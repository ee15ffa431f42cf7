//! Ordinary least-squares line fit.

use serde::{Deserialize, Serialize};

/// A fitted line `y = intercept + slope * x`.
#[derive(Debug, Clone, Copy, PartialEq, Serialize, Deserialize)]
pub struct LinearFit {
    /// Change in y per unit of x
    pub slope: f64,

    /// Value of y at x = 0
    pub intercept: f64,
}

impl LinearFit {
    /// Fit a line through `points` by least squares.
    ///
    /// Returns `None` with fewer than two points or when every x is the same.
    pub fn fit(points: &[(f64, f64)]) -> Option<Self> {
        if points.len() < 2 {
            return None;
        }

        let n = points.len() as f64;
        let mean_x = points.iter().map(|(x, _)| x).sum::<f64>() / n;
        let mean_y = points.iter().map(|(_, y)| y).sum::<f64>() / n;

        let (sxx, sxy) = points.iter().fold((0.0, 0.0), |(sxx, sxy), (x, y)| {
            let dx = x - mean_x;
            (sxx + dx * dx, sxy + dx * (y - mean_y))
        });

        if sxx == 0.0 {
            return None;
        }

        let slope = sxy / sxx;
        Some(Self {
            slope,
            intercept: mean_y - slope * mean_x,
        })
    }

    /// Evaluate the line at `x`.
    pub fn predict(&self, x: f64) -> f64 {
        self.intercept + self.slope * x
    }
}
//! Error types for buildwatch-core.

use crate::Date;

/// Result type alias for core operations.
pub type Result<T> = std::result::Result<T, Error>;

/// Errors raised while loading or validating site configuration.
#[derive(Debug, thiserror::Error)]
pub enum Error {
    /// I/O error
    #[error("I/O error: {0}")]
    Io(#[from] std::io::Error),

    /// Serialization/deserialization error
    #[error("JSON error: {0}")]
    Json(#[from] serde_json::Error),

    /// Start date is not strictly before the reference date
    #[error("start date {start} must be before reference date {reference}")]
    DateOrder {
        /// Construction start date
        start: Date,
        /// Reference ("current") date
        reference: Date,
    },

    /// Invalid configuration value
    #[error("invalid config: {0}")]
    InvalidConfig(String),
}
————————
**Task requirements**
Every line with the string "slope" in the material should be returned.

**Response to this task**
/// A fitted line `y = intercept + slope * x`.
    pub slope: f64,
        let slope = sxy / sxx;
            slope,
            intercept: mean_y - slope * mean_x,
        self.intercept + self.slope * x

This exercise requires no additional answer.